Whilst, understandably, we might have concerns about big institutions having information about our inner selves, inferred or otherwise, the potential to use it for policy planning cannot be underestimated. In this new world, we have richer layers of data combined with highly personal information that will allow for more predictable and optimal outcomes. Society will need to adapt to world where it’s not necessarily people who make sweeping generalisations about you but where machines are doing it. If we’re already seeing profiling of sorts happening in retail, is Minority Report really just fantasy in areas such as crime reduction if our presence and our personal data is with us on our mobile devices everywhere we go?

The Enhanced Mobile Workplace

In a post-PC era, many organisations are restructuring themselves to be “mobile-only”. Why are they doing this? The evidence shows cost and efficiency benefits, for sure, but the wider drivers are to do with human factors. In the next few years, we’ll be seeing Generation-Y have greater influence in the workplace, using digital in all its forms to communicate more freely. Employees are already disrupting workplaces by bringing their own devices to work – organisations are having to adapt by building the right infrastructure, support systems and security policies around it. We’re going to see more of that as mobile becomes central to how we all work.

But what does having a more mobile workplace do to the culture? We hear a lot about how innovation is key to the future of business. Innovation requires free thinking and a laissez-faire attitude to control. Well, traditional thinking says that businesses wishing to foster autonomy need to remove barriers and rigid processes in their organisations and there are few sign-posts like improving workplace mobility to deliver that. The new workplace will place greater emphasis on collaboration and decision-making literally at people’s fingertips, which can only serve to speed up workflows, allow for experimentation and fail-fast if things don’t work out. A new enhanced-mobile workplace goes hand-in-hand with trusting your employees more, so for some organisations, this will require a shift in culture.

Just as international boundaries become more fluid, at least in the virtual sense, so will corporate boundaries. Greater levels of collaboration will occur within organisations and also between organisations. And for the employee, the boundary between personal time and work time will blur further but this will be traded against greater flexibility on location, hours of work and autonomy.

The question of trust – security, transparency and control

As for the risks of our increasing dependency on technology, I take a philosophical view. As our mobile devices become more central to our lives, we’ll need to make decisions regarding trust as if they were a person. Do you trust them to look after all your photos and hold all your house keys? Do you trust them with your data about where you go and what you do? And even if you do, wouldn’t it be better to make contingency plans in case they let you down?

I believe trust will be a big area of focus going forward. Up until recently, the security of things like credit cards has been the main focus of many organisations. They’re now starting to realise that the security of our personal data is way more important.

As the use of the data becomes more evident to society, organisations will need to be more transparent with what the data is and how it will be used.
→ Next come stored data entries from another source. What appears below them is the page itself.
//! Embedding provider abstraction and implementations.
//!
//! Defines the [`EmbeddingProvider`] trait and concrete implementations:
//! - **[`DisabledProvider`]**: returns errors; used when embeddings are not configured.
//! - **[`OpenAIProvider`]**: calls the OpenAI embeddings API with batching, retry, and backoff.
//! - **[`OllamaProvider`]**: calls a local Ollama instance's `/api/embed` endpoint.
//!
//! Also provides vector utilities shared with the index backends:
//! - [`cosine_similarity`]: compute similarity between two embedding vectors
//! - [`vec_to_blob`]: encode a `Vec<f32>` as little-endian bytes for SQLite BLOB storage
//! - [`blob_to_vec`]: decode a SQLite BLOB back into a `Vec<f32>`
//!
//! # Provider Selection
//!
//! Use [`create_provider`] to instantiate the appropriate provider based
//! on the configuration:
//!
//! ```rust,no_run
//! # use scene_sync::config::EmbeddingConfig;
//! # use scene_sync::embedding::create_provider;
//! let config = EmbeddingConfig::default(); // provider = "disabled"
//! let provider = create_provider(&config).unwrap();
//! assert_eq!(provider.model_name(), "disabled");
//! ```
//!
//! # Retry Strategy
//!
//! HTTP providers retry through [`crate::http::post_json`]: 429/5xx and
//! network errors (including timeouts) are retried with exponential backoff,
//! other 4xx responses fail immediately.

use anyhow::{bail, Result};
use async_trait::async_trait;
use std::sync::Arc;

use crate::config::EmbeddingConfig;
use crate::http::{self, RetryPolicy};

const OPENAI_DEFAULT_URL: &str = "https://api.openai.com/v1";
const OLLAMA_DEFAULT_URL: &str = "http://localhost:11434";

/// Trait for embedding providers.
///
/// The model identifier is reported with every synchronized vector so that
/// a model change shows up as an intentional re-embedding, not drift.
#[async_trait]
pub trait EmbeddingProvider: Send + Sync {
    /// Returns the model identifier (e.g. `"text-embedding-3-small"`).
    fn model_name(&self) -> &str;
    /// Returns the embedding vector dimensionality (e.g. `1536`).
    fn dims(&self) -> usize;
    /// Embed a batch of texts, returning one vector per input in input order.
    async fn embed(&self, texts: &[String]) -> Result<Vec<Vec<f32>>>;
}

/// Instantiate the provider named by `config.provider`.
pub fn create_provider(config: &EmbeddingConfig) -> Result<Arc<dyn EmbeddingProvider>> {
    match config.provider.as_str() {
        "disabled" => Ok(Arc::new(DisabledProvider)),
        "openai" => Ok(Arc::new(OpenAIProvider::new(config)?)),
        "ollama" => Ok(Arc::new(OllamaProvider::new(config)?)),
        other => bail!("Unknown embedding provider: {}", other),
    }
}

/// Embed a single query text.
///
/// Convenience wrapper around [`EmbeddingProvider::embed`] for search queries.
pub async fn embed_query(provider: &dyn EmbeddingProvider, text: &str) -> Result<Vec<f32>> {
    let results = provider.embed(&[text.to_string()]).await?;
    results
        .into_iter()
        .next()
        .ok_or_else(|| anyhow::anyhow!("Empty embedding response"))
}

// ============ Disabled Provider ============

/// A no-op embedding provider that always returns errors.
///
/// Used when `embedding.provider = "disabled"` in the configuration.
pub struct DisabledProvider;

#[async_trait]
impl EmbeddingProvider for DisabledProvider {
    fn model_name(&self) -> &str {
        "disabled"
    }
    fn dims(&self) -> usize {
        0
    }
    async fn embed(&self, _texts: &[String]) -> Result<Vec<Vec<f32>>> {
        bail!("Embedding provider is disabled")
    }
}

// ============ OpenAI Provider ============

/// Embedding provider using the OpenAI API (or any compatible gateway).
///
/// Calls `POST {url}/embeddings` with the configured model. [`OpenAIProvider::new`]
/// reads the key from the `OPENAI_API_KEY` environment variable.
pub struct OpenAIProvider {
    model: String,
    dims: usize,
    url: String,
    api_key: String,
    client: reqwest::Client,
    retry: RetryPolicy,
}

impl OpenAIProvider {
    /// Create a new OpenAI provider from configuration.
    ///
    /// # Errors
    ///
    /// Returns an error if `model` or `dims` is not set in config,
    /// or if `OPENAI_API_KEY` is not in the environment.
    pub fn new(config: &EmbeddingConfig) -> Result<Self> {
        let api_key = std::env::var("OPENAI_API_KEY")
            .map_err(|_| anyhow::anyhow!("OPENAI_API_KEY environment variable not set"))?;
        Self::with_api_key(config, api_key)
    }

    pub fn with_api_key(config: &EmbeddingConfig, api_key: String) -> Result<Self> {
        let model = config
            .model
            .clone()
            .ok_or_else(|| anyhow::anyhow!("embedding.model required for OpenAI provider"))?;
        let dims = config
            .dims
            .ok_or_else(|| anyhow::anyhow!("embedding.dims required for OpenAI provider"))?;
        let url = config
            .url
            .clone()
            .unwrap_or_else(|| OPENAI_DEFAULT_URL.to_string());

        Ok(Self {
            model,
            dims,
            url: url.trim_end_matches('/').to_string(),
            api_key,
            client: http::client(config.timeout_secs)?,
            retry: RetryPolicy::new(config.max_retries),
        })
    }

    /// Override the retry policy (mainly to shorten backoff in tests).
    pub fn with_retry(mut self, retry: RetryPolicy) -> Self {
        self.retry = retry;
        self
    }
}

#[async_trait]
impl EmbeddingProvider for OpenAIProvider {
    fn model_name(&self) -> &str {
        &self.model
    }
    fn dims(&self) -> usize {
        self.dims
    }

    async fn embed(&self, texts: &[String]) -> Result<Vec<Vec<f32>>> {
        let body = serde_json::json!({
            "model": self.model,
            "input": texts,
        });
        let json = http::post_json(
            &self.client,
            &format!("{}/embeddings", self.url),
            &[("Authorization", format!("Bearer {}", self.api_key))],
            &body,
            &self.retry,
            "OpenAI",
        )
        .await?;
        parse_openai_response(&json)
    }
}

/// Parse the OpenAI embeddings API response JSON.
///
/// Extracts the `data[].embedding` arrays, ordered by `data[].index`.
fn parse_openai_response(json: &serde_json::Value) -> Result<Vec<Vec<f32>>> {
    let data = json
        .get("data")
        .and_then(|d| d.as_array())
        .ok_or_else(|| anyhow::anyhow!("Invalid OpenAI response: missing data array"))?;

    let mut embeddings: Vec<(u64, Vec<f32>)> = Vec::with_capacity(data.len());

    for (position, item) in data.iter().enumerate() {
        let embedding = item
            .get("embedding")
            .and_then(|e| e.as_array())
            .ok_or_else(|| anyhow::anyhow!("Invalid OpenAI response: missing embedding"))?;

        let index = item
            .get("index")
            .and_then(|i| i.as_u64())
            .unwrap_or(position as u64);

        embeddings.push((index, parse_vector(embedding)?));
    }

    // Sort by index to ensure order matches input
    embeddings.sort_by_key(|(index, _)| *index);
    Ok(embeddings.into_iter().map(|(_, v)| v).collect())
}

// ============ Ollama Provider ============

/// Embedding provider using a local Ollama instance.
///
/// Calls `POST /api/embed` on the configured Ollama URL (default: `http://localhost:11434`).
/// Requires Ollama to be running with an embedding model pulled (e.g. `ollama pull nomic-embed-text`).
pub struct OllamaProvider {
    model: String,
    dims: usize,
    url: String,
    client: reqwest::Client,
    retry: RetryPolicy,
}

impl OllamaProvider {
    pub fn new(config: &EmbeddingConfig) -> Result<Self> {
        let model = config
            .model
            .clone()
            .ok_or_else(|| anyhow::anyhow!("embedding.model required for Ollama provider"))?;
        let dims = config
            .dims
            .ok_or_else(|| anyhow::anyhow!("embedding.dims required for Ollama provider"))?;
        let url = config
            .url
            .clone()
            .unwrap_or_else(|| OLLAMA_DEFAULT_URL.to_string());

        Ok(Self {
            model,
            dims,
            url: url.trim_end_matches('/').to_string(),
            client: http::client(config.timeout_secs)?,
            retry: RetryPolicy::new(config.max_retries),
        })
    }

    pub fn with_retry(mut self, retry: RetryPolicy) -> Self {
        self.retry = retry;
        self
    }
}

#[async_trait]
impl EmbeddingProvider for OllamaProvider {
    fn model_name(&self) -> &str {
        &self.model
    }
    fn dims(&self) -> usize {
        self.dims
    }

    async fn embed(&self, texts: &[String]) -> Result<Vec<Vec<f32>>> {
        let body = serde_json::json!({
            "model": self.model,
            "input": texts,
        });
        let json = http::post_json(
            &self.client,
            &format!("{}/api/embed", self.url),
            &[],
            &body,
            &self.retry,
            "Ollama",
        )
        .await?;
        parse_ollama_response(&json)
    }
}

fn parse_ollama_response(json: &serde_json::Value) -> Result<Vec<Vec<f32>>> {
    let embeddings = json
        .get("embeddings")
        .and_then(|e| e.as_array())
        .ok_or_else(|| anyhow::anyhow!("Invalid Ollama response: missing embeddings array"))?;

    let mut result = Vec::with_capacity(embeddings.len());

    for embedding in embeddings {
        let values = embedding
            .as_array()
            .ok_or_else(|| anyhow::anyhow!("Invalid Ollama response: embedding is not an array"))?;
        result.push(parse_vector(values)?);
    }

    Ok(result)
}

fn parse_vector(values: &[serde_json::Value]) -> Result<Vec<f32>> {
    values
        .iter()
        .map(|v| {
            v.as_f64()
                .map(|f| f as f32)
                .ok_or_else(|| anyhow::anyhow!("Invalid embedding value: {}", v))
        })
        .collect()
}

// ============ Vector utilities ============

/// Encode a float vector as a BLOB (little-endian f32 bytes).
///
/// ```rust
/// use scene_sync::embedding::{vec_to_blob, blob_to_vec};
///
/// let v = vec![1.0f32, -2.5, 3.125];
/// let blob = vec_to_blob(&v);
/// assert_eq!(blob.len(), 12); // 3 × 4 bytes
/// assert_eq!(blob_to_vec(&blob), v);
/// ```
pub fn vec_to_blob(vec: &[f32]) -> Vec<u8> {
    let mut bytes = Vec::with_capacity(vec.len() * 4);
    for &v in vec {
        bytes.extend_from_slice(&v.to_le_bytes());
    }
    bytes
}

/// Decode a BLOB back into a float vector.
pub fn blob_to_vec(blob: &[u8]) -> Vec<f32> {
    blob.chunks_exact(4)
        .map(|chunk| f32::from_le_bytes([chunk[0], chunk[1], chunk[2], chunk[3]]))
        .collect()
}

/// Compute cosine similarity between two embedding vectors.
///
/// Returns `0.0` for empty vectors or vectors of different lengths.
pub fn cosine_similarity(a: &[f32], b: &[f32]) -> f32 {
    if a.len() != b.len() || a.is_empty() {
        return 0.0;
    }

    let mut dot = 0.0f32;
    let mut norm_a = 0.0f32;
    let mut norm_b = 0.0f32;

    for (x, y) in a.iter().zip(b.iter()) {
        dot += x * y;
        norm_a += x * x;
        norm_b += y * y;
    }

    let denom = norm_a.sqrt() * norm_b.sqrt();
    if denom < f32::EPSILON {
        return 0.0;
    }

    dot / denom
}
Organisations with data will increasingly be under pressure to give users the control to decide: we’re already seeing the battle lines being drawn in the smartphone wars between Apple and Google, for example, with the former stating publically a very different privacy policy to the latter, also introducing some technologies that prevent tracking over public Wi-Fi hotpots. Simplicity of these controls will be key – trust will not be gained by organisations that make this a convoluted affair, as obfuscation will only serve to increase suspicion that some of our data will still leak.